Amidst the prejudice suffered by the Gypsy, Roma/Romani and Irish Traveller communities today, various organisations have recognised the need to communicate some of the history of these peoples in Britain. Some of this work comes under the heading of Gypsy Roma Traveller History Month. Cultural historians and scholars of historical representation, however, recognise that much of what we know in the twenty-first century of these communities in the past is contingent on fragments, the texts that survived in archives. These texts include (but are not limited to) scholarship, official reports, literature, popular fiction, newspaper articles, art, and photography. Much of what remains was written or made by people who were not Gypsies, Roma/Romani, or Irish Travellers. As well as uncovering the history of these communities, then, academics study the context in which those texts were written, who wrote them and why. For instance, one way of finding out about these communities is to examine court records. But does research that uses this source in order to reconstruct the past unavoidably reinforce prejudices about criminality? The proposed review examines how researchers in the arts and humanities have encountered, articulated and overcome these issues in their work.
In the nineteenth century, representations of these communities proliferated, and amateur and professional scholarship simultaneously turned to them. That scholarship was necessarily framed by the discourses of its period, whether they concern folklore, race and extinction, migrancy, or morality. It is on research into these communities in the nineteenth and twentieth centuries that this review therefore concentrates.

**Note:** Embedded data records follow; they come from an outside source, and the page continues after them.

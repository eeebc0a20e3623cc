//! Index, sync and pending-change commands for local folders

use std::{collections::BTreeMap, path::PathBuf};

use anyhow::{Context, Result};
use semdex::{IndexRequest, mode::ChunkingMode};
use tracing::{debug, info};

use super::{await_run, finish_report, open_engine};
use crate::format::format_pending;

/// Index folders in one mode
pub async fn cmd_index(
  folders: Vec<PathBuf>,
  mode: ChunkingMode,
  excludes: Vec<String>,
  max_size_mb: Option<u64>,
) -> Result<()> {
  let engine = open_engine(folders.first().map(PathBuf::as_path)).await?;

  let mut request = IndexRequest::new(folders, mode);
  if !excludes.is_empty() {
    request = request.with_excludes(excludes);
  }
  if let Some(mb) = max_size_mb {
    request = request.with_max_size_mb(mb);
  }

  let handle = engine.start_index(request).context("Failed to start indexing")?;
  let report = await_run(&engine, handle).await?;
  finish_report(&report)
}

fn modes(mode: Option<ChunkingMode>) -> Vec<ChunkingMode> {
  mode.map(|m| vec![m]).unwrap_or_else(|| ChunkingMode::ALL.to_vec())
}

/// Rescan indexed folders and run a sync pass for each mode with changes
pub async fn cmd_sync(mode: Option<ChunkingMode>) -> Result<()> {
  let engine = open_engine(None).await?;
  let roots = engine.restore_roots();
  debug!(roots, "Restored monitored roots");

  let found = engine.force_check(mode).await.context("Failed to rescan folders")?;
  if found == 0 {
    println!("Everything is up to date");
    return Ok(());
  }
  info!(changes = found, "Found changes");

  for mode in modes(mode) {
    if engine.queue().len(mode) == 0 {
      continue;
    }
    println!("{}:", mode);
    let handle = engine.start_sync(mode).context("Failed to start sync")?;
    let report = await_run(&engine, handle).await?;
    finish_report(&report)?;
  }
  Ok(())
}

/// Show what a sync would do
pub async fn cmd_changes(mode: Option<ChunkingMode>, json: bool) -> Result<()> {
  let engine = open_engine(None).await?;
  engine.restore_roots();
  engine.force_check(mode).await.context("Failed to rescan folders")?;

  let pending: Vec<(ChunkingMode, Vec<_>)> = modes(mode)
    .into_iter()
    .map(|m| (m, engine.queue().drain(m)))
    .collect();

  if json {
    let map: BTreeMap<_, _> = pending.into_iter().collect();
    println!("{}", serde_json::to_string_pretty(&map)?);
  } else {
    print!("{}", format_pending(&pending));
  }
  Ok(())
}
use std::{fmt, path::PathBuf};

use chrono::{DateTime, Utc};
use serde::{Deserialize, Serialize};

use super::mode::ChunkingMode;

/// Canonical change type produced after debouncing
#[derive(Debug, Clone, Copy, PartialEq, Eq, Hash, Serialize, Deserialize)]
#[serde(rename_all = "lowercase")]
pub enum ChangeKind {
  Created,
  Modified,
  Deleted,
}

impl ChangeKind {
  pub fn as_str(&self) -> &'static str {
    match self {
      ChangeKind::Created => "created",
      ChangeKind::Modified => "modified",
      ChangeKind::Deleted => "deleted",
    }
  }
}

impl fmt::Display for ChangeKind {
  fn fmt(&self, f: &mut fmt::Formatter<'_>) -> fmt::Result {
    f.write_str(self.as_str())
  }
}

/// A pending change for one (mode, folder root) pair
#[derive(Debug, Clone, PartialEq, Serialize, Deserialize)]
pub struct ChangeEvent {
  pub path: PathBuf,
  pub kind: ChangeKind,
  pub timestamp: DateTime<Utc>,
  pub mode: ChunkingMode,
  /// Monitored root the path was matched against
  pub folder_root: PathBuf,
}

impl ChangeEvent {
  pub fn new(path: PathBuf, kind: ChangeKind, mode: ChunkingMode, folder_root: PathBuf) -> Self {
    Self {
      path,
      kind,
      timestamp: Utc::now(),
      mode,
      folder_root,
    }
  }
}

It is only since various academic disciplines, but in particular the humanities, began routinely to examine their relations of power with their objects of study, and not to take their expert objectivity for granted, that research into Gypsies, Roma/Romani and Irish Travellers considered the ways in which knowledge about these communities in the past is constructed (rather than being transparent, or merely waiting to be uncovered). In other words, how do we know what we know about this subject? The review begins with two key hypotheses. The first is that research into attitudes towards and historical constructions and representations of these groups has been influenced by research in to other marginalised groups, including the representation of Jews in Europe, and the use of methodologies or critical practices developed as part of what is loosely termed 'postcolonial studies'. This term refers to a deconstruction of the power relations and complex identity constructions that are a result of imperialism. The second hypothesis is that very few studies in this area are constrained by traditional disciplinary boundaries, most having met the ethical, political, and textual challenges of researching these communities in the past by engaging with sources and techniques from similar, yet separate, modes of study. For instance, historians and geographers draw on each other's work, as well as on practices from literary studies.
There are three main elements to the project: a desk-based collection of research into historical attitudes towards and constructions and representations of Gypsies, Roma/Romani and Irish Travellers in the nineteenth and twentieth centuries in Britain; analysis of this research using defined research questions and consultation with an expert panel; and a one-day workshop exploring the impact of historical/cultural representations on the experiences of these communities, helping to point the way towards future historical research.